Leddy, T. (2012). Aesthetization, artification, and aquariums. Contemporary Aesthetics (Journal Archive), (4), 6.

タファラの論文で批判されているトーマス・レディの水族館の美学論文。水族館でクラゲだったりを芸術的にまなざすように展示することは、たしかにクラゲをその生態的知識に基づいて鑑賞するようなしかたではないが、それはそれで価値があろう、という論文。環境美学における認識主義の議論についても触れることができ、水族館好きにはよい論文かもしれない。

digitalcommons.risd.edu

Semczyszyn, N. (2013). Public aquariums and marine aesthetics. Contemporary Aesthetics (Journal Archive)11(1), 20.

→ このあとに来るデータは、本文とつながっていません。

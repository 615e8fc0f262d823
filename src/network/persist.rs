//! Versioned plain-text weight format.
//!
//! ```text
//! ferrite-ffnn 1
//! layers 2
//! layer 1 3 linear
//! layer 3 2 softmax
//! weights 0.52,0.11,0.97
//! bias 0.1,0.1,0.1
//! weights 0.3,0.8,0.25,0.6,0.05,0.44
//! bias 0.1,0.1
//! ```
//!
//! The header fixes every layer's shape and activation, so `load` can check
//! the file against the receiving network before any value is written.
//! Values are row-major and printed with the shortest representation that
//! parses back to the same `f64`.

use std::fs::File;
use std::io::{BufRead, BufReader, BufWriter, Write};
use std::path::Path;

use tracing::info;

use crate::activation::activation::ActivationFunction;
use crate::error::{Error, Result};
use crate::math::matrix::Matrix;
use crate::network::network::Network;

pub const FORMAT_MAGIC: &str = "ferrite-ffnn";
pub const FORMAT_VERSION: u32 = 1;

const DELIMITER: &str = ",";

impl Network {
    /// Writes every layer's weights and biases in the versioned text format.
    pub fn save<W: Write>(&self, mut writer: W) -> Result<()> {
        writeln!(writer, "{FORMAT_MAGIC} {FORMAT_VERSION}")?;
        writeln!(writer, "layers {}", self.layers().len())?;
        for layer in self.layers() {
            let size = layer.size();
            writeln!(
                writer,
                "layer {} {} {}",
                size.input_size(),
                size.output_size(),
                layer.activation().name()
            )?;
        }
        for layer in self.layers() {
            writeln!(writer, "weights {}", join(layer.weights()))?;
            writeln!(writer, "bias {}", join(layer.biases()))?;
        }
        writer.flush()?;
        Ok(())
    }

    /// Reads weights written by `save` into this network.
    ///
    /// The file must describe exactly this topology. Everything is parsed
    /// and checked first; on any error the network is left unchanged.
    pub fn load<R: BufRead>(&mut self, reader: R) -> Result<()> {
        let mut lines = Lines::new(reader);

        let (line, header) = lines.expect_next()?;
        let mut parts = header.split_whitespace();
        if parts.next() != Some(FORMAT_MAGIC) {
            return Err(Error::format(line, format!("expected '{FORMAT_MAGIC}' header")));
        }
        let version: u32 = parse_field(parts.next(), line, "version")?;
        if version != FORMAT_VERSION {
            return Err(Error::format(line, format!("unsupported version {version}")));
        }

        let (line, count_line) = lines.expect_next()?;
        let count: usize = parse_keyed(&count_line, "layers", line)?;
        if count != self.layers().len() {
            return Err(Error::format(
                line,
                format!("file has {count} layers, network has {}", self.layers().len()),
            ));
        }

        for (index, layer) in self.layers().iter().enumerate() {
            let (line, text) = lines.expect_next()?;
            let mut parts = text.split_whitespace();
            if parts.next() != Some("layer") {
                return Err(Error::format(line, "expected 'layer'"));
            }
            let input: usize = parse_field(parts.next(), line, "input size")?;
            let output: usize = parse_field(parts.next(), line, "output size")?;
            let activation = parts.next()
                .and_then(ActivationFunction::from_name)
                .ok_or_else(|| Error::format(line, "unknown activation"))?;
            let size = layer.size();
            if input != size.input_size() || output != size.output_size() || activation != layer.activation() {
                return Err(Error::format(
                    line,
                    format!(
                        "layer {index} is {input}x{output} {} in file but {}x{} {} in network",
                        activation.name(),
                        size.input_size(),
                        size.output_size(),
                        layer.activation().name()
                    ),
                ));
            }
        }

        let mut parsed = Vec::with_capacity(count);
        for layer in self.layers() {
            let size = layer.size();
            let (line, text) = lines.expect_next()?;
            let weights = parse_values(&text, "weights", line, size.output_size() * size.input_size())?;
            let (line, text) = lines.expect_next()?;
            let biases = parse_values(&text, "bias", line, size.output_size())?;
            parsed.push((
                Matrix::from_vec(size.output_size(), size.input_size(), weights)?,
                Matrix::column(biases),
            ));
        }
        lines.expect_end()?;

        for (layer, (weights, biases)) in self.layers_mut().iter_mut().zip(parsed) {
            layer.set_weights(weights)?;
            layer.set_biases(biases)?;
        }
        Ok(())
    }

    pub fn save_file<P: AsRef<Path>>(&self, path: P) -> Result<()> {
        let path = path.as_ref();
        self.save(BufWriter::new(File::create(path)?))?;
        info!(path = %path.display(), "saved weights");
        Ok(())
    }

    pub fn load_file<P: AsRef<Path>>(&mut self, path: P) -> Result<()> {
        let path = path.as_ref();
        self.load(BufReader::new(File::open(path)?))?;
        info!(path = %path.display(), "loaded weights");
        Ok(())
    }
}

fn join(m: &Matrix) -> String {
    m.as_slice().iter().map(|v| v.to_string()).collect::<Vec<_>>().join(DELIMITER)
}

/// Line reader that skips blank lines and tracks 1-based line numbers.
struct Lines<R> {
    inner: std::io::Lines<R>,
    line: usize,
}

impl<R: BufRead> Lines<R> {
    fn new(reader: R) -> Self {
        Lines { inner: reader.lines(), line: 0 }
    }

    fn next_content(&mut self) -> Result<Option<(usize, String)>> {
        for text in self.inner.by_ref() {
            self.line += 1;
            let text = text?;
            if !text.trim().is_empty() {
                return Ok(Some((self.line, text.trim().to_string())));
            }
        }
        Ok(None)
    }

    fn expect_next(&mut self) -> Result<(usize, String)> {
        self.next_content()?
            .ok_or_else(|| Error::format(self.line + 1, "unexpected end of file"))
    }

    fn expect_end(&mut self) -> Result<()> {
        match self.next_content()? {
            Some((line, _)) => Err(Error::format(line, "trailing content")),
            None => Ok(()),
        }
    }
}

fn parse_field<T: std::str::FromStr>(field: Option<&str>, line: usize, what: &str) -> Result<T> {
    field
        .and_then(|f| f.parse().ok())
        .ok_or_else(|| Error::format(line, format!("missing or invalid {what}")))
}

fn parse_keyed<T: std::str::FromStr>(text: &str, key: &str, line: usize) -> Result<T> {
    let mut parts = text.split_whitespace();
    if parts.next() != Some(key) {
        return Err(Error::format(line, format!("expected '{key}'")));
    }
    let value = parse_field(parts.next(), line, key)?;
    if parts.next().is_some() {
        return Err(Error::format(line, "trailing content"));
    }
    Ok(value)
}

fn parse_values(text: &str, key: &str, line: usize, expected: usize) -> Result<Vec<f64>> {
    let rest = text
        .strip_prefix(key)
        .filter(|r| r.starts_with(char::is_whitespace))
        .ok_or_else(|| Error::format(line, format!("expected '{key}'")))?;
    let values = rest
        .trim()
        .split(DELIMITER)
        .map(|v| v.trim().parse::<f64>().map_err(|e| Error::format(line, format!("bad value '{v}': {e}"))))
        .collect::<Result<Vec<f64>>>()?;
    if values.len() != expected {
        return Err(Error::format(
            line,
            format!("expected {expected} {key} values, found {}", values.len()),
        ));
    }
    Ok(values)
}
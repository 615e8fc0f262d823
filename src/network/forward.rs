use crate::math::matrix::Matrix;

/// What one layer saw and produced during a forward step.
#[derive(Debug, Clone, PartialEq)]
pub struct LayerTrace {
    /// Column vector fed into the layer.
    pub input: Matrix,
    /// `W·x + b`.
    pub pre_activation: Matrix,
    /// Activated output.
    pub output: Matrix,
}

/// Per-sample record of a full forward pass, one trace per layer.
///
/// Owned by the caller rather than the layers, so inference needs only a
/// shared borrow of the network and the backward pass reads exactly the
/// state of the sample it is updating for.
#[derive(Debug, Clone, PartialEq)]
pub struct ForwardPass {
    traces: Vec<LayerTrace>,
}

impl ForwardPass {
    pub(crate) fn with_capacity(layers: usize) -> ForwardPass {
        ForwardPass { traces: Vec::with_capacity(layers) }
    }

    pub(crate) fn push(&mut self, trace: LayerTrace) {
        self.traces.push(trace);
    }

    pub fn traces(&self) -> &[LayerTrace] {
        &self.traces
    }

    /// The network's prediction, i.e. the last layer's output.
    pub fn output(&self) -> &[f64] {
        self.traces.last().map_or(&[][..], |t| t.output.as_slice())
    }

    pub fn into_output(self) -> Vec<f64> {
        self.traces.into_iter().last().map_or_else(Vec::new, |t| t.output.into_vec())
    }
}
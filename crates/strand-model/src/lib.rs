//! Validated transition models for strand processes.
//!
//! A [`TransitionModel`] is the immutable description of a discrete-time
//! stochastic process: a right-stochastic matrix, an initial-state rule,
//! and an optional seed. Construction normalizes and validates; sampling
//! is inverse-CDF over precomputed cumulative sums.
//!
//! # Example
//!
//! ```
//! use strand_model::{InitialState, TransitionModel};
//!
//! let model = TransitionModel::new(&[[0.0, 1.0], [1.0, 0.0]], InitialState::Fixed(0), Some(7))
//!     .unwrap();
//! assert_eq!(model.sample_initial(0.42).unwrap(), 0);
//! assert_eq!(model.sample_transition(0, 0.42).unwrap(), 1);
//! ```
//!
//! # Modules
//!
//! - [`model`]: [`TransitionModel`] and [`InitialState`]
//! - [`patch`]: [`ModelPatch`], the closed override record for variants
//! - [`fit`]: re-estimating a matrix from observed transitions
//! - [`random`]: uniformly random models
//! - [`loader`]: the plain-text matrix format

#![deny(missing_docs)]
#![deny(rustdoc::broken_intra_doc_links)]
#![forbid(unsafe_code)]

mod cdf;
pub mod fit;
pub mod loader;
pub mod model;
pub mod patch;
pub mod random;

pub use fit::FitWeights;
pub use loader::LoadError;
pub use model::{InitialState, TransitionModel};
pub use patch::ModelPatch;

/// Absolute tolerance when checking that a distribution sums to 1.0.
pub const NORMALIZATION_TOLERANCE: f64 = 1e-6;
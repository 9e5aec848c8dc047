//! Lock-step scheduling for strand process networks.
//!
//! A [`Scheduler`] owns a set of process instances and advances them on a
//! shared tick counter. Each instance fires according to a cyclic
//! pattern, so a network can mix instances that step every tick with
//! instances that step every second or third tick. Instances are stepped
//! in configuration order within a tick, which lets a dependent instance
//! listed after its upstream see the upstream's state from the same tick.

#![deny(missing_docs)]
#![deny(rustdoc::broken_intra_doc_links)]
#![forbid(unsafe_code)]

pub mod config;
pub mod metrics;
pub mod scheduler;

pub use config::{ConfigError, Node, SchedulerConfig};
pub use metrics::ForwardReport;
pub use scheduler::Scheduler;
//! End-to-end branching walk example.
//!
//! Demonstrates: reference network → scheduler → record into a shared
//! log → branch the hidden chain twice → compare playback and storage →
//! refit the transition model from recorded history.
//!
//! Set `RUST_LOG=debug` (or `trace`) to watch branch and put events.

use std::error::Error;

use strand_bench::{reference_network, REFERENCE_STATES};
use strand_core::IdAllocator;
use strand_engine::Scheduler;
use strand_log::SharedLog;
use strand_model::FitWeights;
use strand_process::BranchOverrides;
use tracing_subscriber::EnvFilter;

fn main() -> Result<(), Box<dyn Error>> {
    tracing_subscriber::fmt()
        .with_env_filter(
            EnvFilter::try_from_default_env().unwrap_or_else(|_| EnvFilter::new("info")),
        )
        .with_target(true)
        .init();

    println!("=== strand branching walk ===\n");

    let ids = IdAllocator::new();
    let log = SharedLog::new(&ids);
    let mut scheduler = Scheduler::new(reference_network(42, &ids, Some(&log))?)?;

    let report = scheduler.forward(200)?;
    println!(
        "network: {} ticks, {} advances in {}μs",
        report.ticks, report.advances, report.elapsed_us
    );

    let hidden = scheduler
        .instances()
        .next()
        .ok_or("network has no hidden chain")?;
    let hidden_id = hidden.id();
    let current = hidden.state().ok_or("hidden chain has not started")?;

    // One faithful copy and one pushed onto a different next state.
    let mut twin = hidden.branch(&BranchOverrides::default())?;
    let mut rebel = hidden.branch(&BranchOverrides::state((current + 1) % REFERENCE_STATES))?;
    twin.skip(100)?;
    rebel.skip(100)?;
    scheduler.forward(100)?;

    let original = log.playback_vec(hidden_id).ok_or("hidden chain not recorded")?;
    let twin_seq = log.playback_vec(twin.id()).ok_or("twin not recorded")?;
    let rebel_seq = log.playback_vec(rebel.id()).ok_or("rebel not recorded")?;
    let diverged = original
        .iter()
        .zip(&rebel_seq)
        .position(|(a, b)| a != b)
        .unwrap_or(original.len());
    println!("\nbranches of instance {hidden_id} at step 200:");
    println!("  twin  identical to parent: {}", twin_seq == original);
    println!("  rebel diverges at step:    {diverged}");

    let stats = log.stats();
    println!(
        "\nlog: {} instances, {} raw states in {} segments, {} referenced states",
        stats.instances, stats.raw_states, stats.raw_segments, stats.ref_states
    );

    let pairs = log
        .count(hidden_id, &[2], None)
        .ok_or("hidden chain not recorded")?;
    let top = pairs.iter().max_by_key(|(_, n)| **n);
    if let Some((pattern, n)) = top {
        println!("most frequent transition: {:?} ({n} times)", pattern.as_slice());
    }

    let model = scheduler
        .instance(hidden_id)
        .ok_or("hidden chain missing")?
        .model();
    let refit = model.fit(
        original.windows(2).map(|w| (w[0], w[1])),
        FitWeights {
            prior: 1.0,
            observed: 1.0,
        },
    )?;
    let drift: f64 = model
        .to_rows()
        .iter()
        .flatten()
        .zip(refit.to_rows().iter().flatten())
        .map(|(a, b)| (a - b).abs())
        .sum();
    println!("refit drift from the generating model: {drift:.4}");

    println!("\nDone.");
    Ok(())
}
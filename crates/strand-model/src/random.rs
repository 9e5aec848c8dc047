//! Uniformly random models.

use rand::{Rng, SeedableRng};
use rand_chacha::ChaCha8Rng;
use strand_core::ValidationError;
use tracing::warn;

use crate::model::{InitialState, TransitionModel};

/// Build a square model of `dimension` states with random weights.
///
/// Every matrix entry and every initial weight is drawn uniformly from
/// `(0, 1]` and rows are then normalized. With a seed the result is
/// reproducible and the model carries that seed (and thus its dedup
/// group); without one the weights come from OS entropy and the model is
/// unseeded.
///
/// # Errors
///
/// [`ValidationError::EmptyMatrix`] when `dimension` is zero.
pub fn random(dimension: usize, seed: Option<u64>) -> Result<TransitionModel, ValidationError> {
    let mut rng = match seed {
        Some(s) => ChaCha8Rng::seed_from_u64(s),
        None => ChaCha8Rng::from_rng(&mut rand::rng()),
    };
    let mut weight = || 1.0 - rng.random::<f64>();
    let rows: Vec<Vec<f64>> = (0..dimension)
        .map(|_| (0..dimension).map(|_| weight()).collect())
        .collect();
    let initial: Vec<f64> = (0..dimension).map(|_| weight()).collect();
    TransitionModel::new(&rows, InitialState::Distribution(initial), seed)
}

/// [`random`], reporting failure as a warning instead of an error.
pub fn try_random(dimension: usize, seed: Option<u64>) -> Option<TransitionModel> {
    match random(dimension, seed) {
        Ok(m) => Some(m),
        Err(e) => {
            warn!(dimension, ?seed, error = %e, "random model rejected");
            None
        }
    }
}

impl TransitionModel {
    /// Shorthand for [`random`].
    pub fn random(dimension: usize, seed: Option<u64>) -> Result<Self, ValidationError> {
        random(dimension, seed)
    }
}
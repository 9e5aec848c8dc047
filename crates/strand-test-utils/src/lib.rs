//! Test utilities and mock types for strand development.
//!
//! Provides a recording mock of [`EventSink`] and, in [`fixtures`], a
//! handful of small models with known behavior.

#![forbid(unsafe_code)]
#![allow(missing_docs)]
#![deny(rustdoc::broken_intra_doc_links)]

pub mod fixtures;

use std::cell::RefCell;
use std::rc::Rc;

use strand_core::{Emitter, Event, EventSink, InstanceId, LogId, SharedSink, TapeKey};

pub use fixtures::{coin, fixed_emission, three_cycle, two_cycle};

/// Mock implementation of [`EventSink`].
///
/// Accepts every event while open and keeps a plain log of every call
/// for assertions. Redirects are recorded and reported as successful.
pub struct RecordingSink {
    id: LogId,
    open: bool,
    pub events: Vec<Event>,
    pub attached: Vec<TapeKey>,
    pub redirects: Vec<(TapeKey, TapeKey)>,
}

impl RecordingSink {
    pub fn new(id: LogId) -> Self {
        Self {
            id,
            open: true,
            events: Vec::new(),
            attached: Vec::new(),
            redirects: Vec::new(),
        }
    }

    /// A new sink behind the shared handle emitters bind to.
    pub fn shared(id: LogId) -> Rc<RefCell<Self>> {
        Rc::new(RefCell::new(Self::new(id)))
    }

    /// Stop accepting events.
    pub fn close(&mut self) {
        self.open = false;
    }

    /// States recorded for `instance`, in arrival order.
    pub fn states_of(&self, instance: InstanceId) -> Vec<usize> {
        self.events
            .iter()
            .filter(|e| e.instance == instance)
            .map(|e| e.state)
            .collect()
    }
}

impl EventSink for RecordingSink {
    fn id(&self) -> LogId {
        self.id
    }

    fn is_open(&self) -> bool {
        self.open
    }

    fn attach(&mut self, key: TapeKey) {
        self.attached.push(key);
    }

    fn put(&mut self, event: Event) -> bool {
        if !self.open {
            return false;
        }
        self.events.push(event);
        true
    }

    fn redirect(&mut self, src: TapeKey, dst: TapeKey) -> bool {
        self.redirects.push((src, dst));
        true
    }
}

/// Subscribe `emitter` to `sink` the way a real log does on `open`.
pub fn subscribe<E: Emitter>(emitter: &mut E, sink: &Rc<RefCell<RecordingSink>>) {
    let id = sink.borrow().id;
    sink.borrow_mut().attach(emitter.key());
    let shared: SharedSink = sink.clone();
    emitter.bind(id, Rc::downgrade(&shared));
}
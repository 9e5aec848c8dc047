//! Re-estimating a model's matrix from observed transitions.

use strand_core::ValidationError;

use crate::model::TransitionModel;

/// Blend factors for [`TransitionModel::fit`].
///
/// The fitted row is `prior * old_row + observed * observed_row`, then
/// re-normalized. The defaults discard the old matrix entirely.
#[derive(Clone, Copy, Debug, PartialEq)]
pub struct FitWeights {
    /// Weight of the model's current row.
    pub prior: f64,
    /// Weight of the row estimated from observations.
    pub observed: f64,
}

impl Default for FitWeights {
    fn default() -> Self {
        Self {
            prior: 0.0,
            observed: 1.0,
        }
    }
}

impl FitWeights {
    /// Check that both weights are finite, non-negative, and not both zero.
    pub fn validate(&self) -> Result<(), ValidationError> {
        let ok = |w: f64| w.is_finite() && w >= 0.0;
        if !ok(self.prior) || !ok(self.observed) || self.prior + self.observed <= 0.0 {
            return Err(ValidationError::InvalidBlend {
                prior: self.prior,
                observed: self.observed,
            });
        }
        Ok(())
    }
}

impl TransitionModel {
    /// Fit a new model to observed `(from, to)` transitions.
    ///
    /// Transitions are counted per source row and row-normalized. Rows
    /// without any observation keep the current row when `prior > 0`
    /// and become uniform otherwise. The initial-state rule and seed are
    /// carried over unchanged.
    ///
    /// Consecutive pairs of a playback are the usual input:
    ///
    /// ```
    /// use strand_model::{FitWeights, InitialState, TransitionModel};
    ///
    /// let prior = TransitionModel::uniform(2, InitialState::Fixed(0), None).unwrap();
    /// let seq = [0, 1, 0, 1, 1];
    /// let fitted = prior
    ///     .fit(seq.windows(2).map(|w| (w[0], w[1])), FitWeights::default())
    ///     .unwrap();
    /// assert_eq!(fitted.matrix_row(0).unwrap(), &[0.0, 1.0]);
    /// assert_eq!(fitted.matrix_row(1).unwrap(), &[0.5, 0.5]);
    /// ```
    ///
    /// # Errors
    ///
    /// Invalid blend weights, or a pair outside the model's shape.
    pub fn fit<I>(&self, pairs: I, weights: FitWeights) -> Result<Self, ValidationError>
    where
        I: IntoIterator<Item = (usize, usize)>,
    {
        weights.validate()?;
        let (inputs, outputs) = self.shape();
        let mut counts = vec![vec![0u64; outputs]; inputs];
        for (from, to) in pairs {
            if from >= inputs || to >= outputs {
                return Err(ValidationError::TransitionOutOfRange {
                    from,
                    to,
                    size: inputs.max(outputs),
                });
            }
            counts[from][to] += 1;
        }

        let mut rows = Vec::with_capacity(inputs);
        for (i, row_counts) in counts.iter().enumerate() {
            let old = self.matrix_row(i).unwrap_or(&[]);
            let total: u64 = row_counts.iter().sum();
            let row: Vec<f64> = if total == 0 {
                if weights.prior > 0.0 {
                    old.to_vec()
                } else {
                    vec![1.0; outputs]
                }
            } else {
                row_counts
                    .iter()
                    .zip(old)
                    .map(|(&c, &p)| {
                        weights.prior * p + weights.observed * (c as f64 / total as f64)
                    })
                    .collect()
            };
            rows.push(row);
        }

        Self::build(&rows, self.initial_state().clone(), self.seed(), false)
    }
}
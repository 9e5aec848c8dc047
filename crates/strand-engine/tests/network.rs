//! A scheduled network recording into a shared log.

use std::sync::Arc;

use proptest::prelude::*;
use strand_core::IdAllocator;
use strand_engine::{Node, Scheduler, SchedulerConfig};
use strand_log::SharedLog;
use strand_model::{InitialState, TransitionModel};
use strand_process::{Observation, ProcessInstance};
use strand_test_utils::{coin, fixed_emission};

#[test]
fn hidden_chain_with_emissions_is_recorded() {
    let ids = IdAllocator::new();
    let log = SharedLog::new(&ids);
    let mut hidden =
        ProcessInstance::finite(coin(Some(21)), |o: &Observation| o.step >= 12, &ids).unwrap();
    let mut emitted = ProcessInstance::dependent(fixed_emission(), &hidden, &ids).unwrap();
    log.open(&mut hidden);
    log.open(&mut emitted);
    let (hidden_id, emitted_id) = (hidden.id(), emitted.id());

    let mut scheduler = Scheduler::new(SchedulerConfig {
        nodes: vec![Node::every_tick(hidden), Node::every_tick(emitted)],
        stop_when_exhausted: true,
    })
    .unwrap();
    let report = scheduler.forward(1_000).unwrap();
    assert_eq!(report.advances, 24);
    assert_eq!(report.ticks, 13);

    let states = log.playback_vec(hidden_id).unwrap();
    let emissions = log.playback_vec(emitted_id).unwrap();
    assert_eq!(states.len(), 12);
    let expected: Vec<usize> = states.iter().map(|&s| if s == 0 { 2 } else { 0 }).collect();
    assert_eq!(emissions, expected);
}

#[test]
fn replicas_of_one_seed_are_deduplicated() {
    let ids = IdAllocator::new();
    let log = SharedLog::new(&ids);
    let model = Arc::new(TransitionModel::random(3, Some(99)).unwrap());
    let nodes: Vec<Node> = (0..4)
        .map(|_| {
            let mut p = ProcessInstance::builder(Arc::clone(&model))
                .build(&ids)
                .unwrap();
            // Same stream seed (the model's); align the random initial pick.
            p.force_next(0).unwrap();
            log.open(&mut p);
            Node::every_tick(p)
        })
        .collect();
    let mut scheduler = Scheduler::new(SchedulerConfig {
        nodes,
        stop_when_exhausted: false,
    })
    .unwrap();
    scheduler.forward(50).unwrap();

    let stats = log.stats();
    assert_eq!(stats.instances, 4);
    assert_eq!(stats.raw_states, 50);
    assert_eq!(stats.ref_states, 150);
    let first = log.playback_vec(scheduler.instances().next().unwrap().id());
    for p in scheduler.instances() {
        assert_eq!(log.playback_vec(p.id()), first);
    }
}

#[test]
fn slow_node_steps_on_its_pattern() {
    let ids = IdAllocator::new();
    let model = Arc::new(
        TransitionModel::new(
            &[[0.0, 1.0, 0.0], [0.0, 0.0, 1.0], [1.0, 0.0, 0.0]],
            InitialState::Fixed(2),
            None,
        )
        .unwrap(),
    );
    let p = ProcessInstance::endless(model, &ids).unwrap();
    let id = p.id();
    let mut scheduler = Scheduler::new(SchedulerConfig {
        nodes: vec![Node::new(p, vec![false, true, true])],
        stop_when_exhausted: false,
    })
    .unwrap();
    scheduler.forward(6).unwrap();
    let p = scheduler.instance(id).unwrap();
    assert_eq!(p.step(), 4);
    assert_eq!(p.state(), Some(2));
}

proptest! {
    #[test]
    fn periodic_nodes_advance_once_per_period(
        period in 1usize..8,
        offset in 0usize..8,
        ticks in 0u64..64,
    ) {
        let ids = IdAllocator::new();
        let p = ProcessInstance::endless(coin(Some(1)), &ids).unwrap();
        let id = p.id();
        let mut scheduler = Scheduler::new(SchedulerConfig {
            nodes: vec![Node::periodic(p, period, offset)],
            stop_when_exhausted: false,
        })
        .unwrap();
        let report = scheduler.forward(ticks).unwrap();
        let phase = (offset % period) as u64;
        let expected = (0..ticks).filter(|t| t % period as u64 == phase).count();
        prop_assert_eq!(report.advances, expected as u64);
        prop_assert_eq!(scheduler.instance(id).unwrap().step(), expected);
        prop_assert_eq!(scheduler.current_tick(), ticks);
    }
}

こちらもタファラの論文で触れられている。とてもおもしろいのは、「水族館鑑賞のジレンマ」として問題を定式化していることだ。すなわち、

  1. 私たちは水族館を海洋環境を鑑賞する場所として扱っている、
  2. 水族館は人工物であり、自然物ではない、
  3. 自然と芸術は異なる方法で鑑賞されるべきである。

という問題である。センチシシンが提示するのは、水族館で展示されている動物は個体であると同時にその種の標本・モデルでもある、という主張である。これがおもしろいのは、水族館の水槽の中の環境は明らかに自然環境とは異なるが、しかし、自然環境を特定の仕方でモデル化したものであるがゆえに、人工物でありながらも、自然そのものにアクセスするための通路になりうるということだ。それゆえ、2. を修正して、水族館は人工物でありながら自然物へのアクセスを可能にするものでもある、と主張する。この論文は、水族館の良い展示とは何か?を考える際に非常に有用に思える。モデルの観点から水槽を捉えることで、その認識論的・教育的価値を論じることができるようになる。

digitalcommons.risd.edu

Greaves, T. (2019). Movement, wildness and animal aesthetics. Environmental Values28(4), 449-470.

これまでの論文はメインが分析美学系だったがこちらはメルロ=ポンティハイデガーにヒントを得たりしている。動物の動きに野性味を知覚して鑑賞する、という論文。なかなかおもしろくこちらもおすすめである。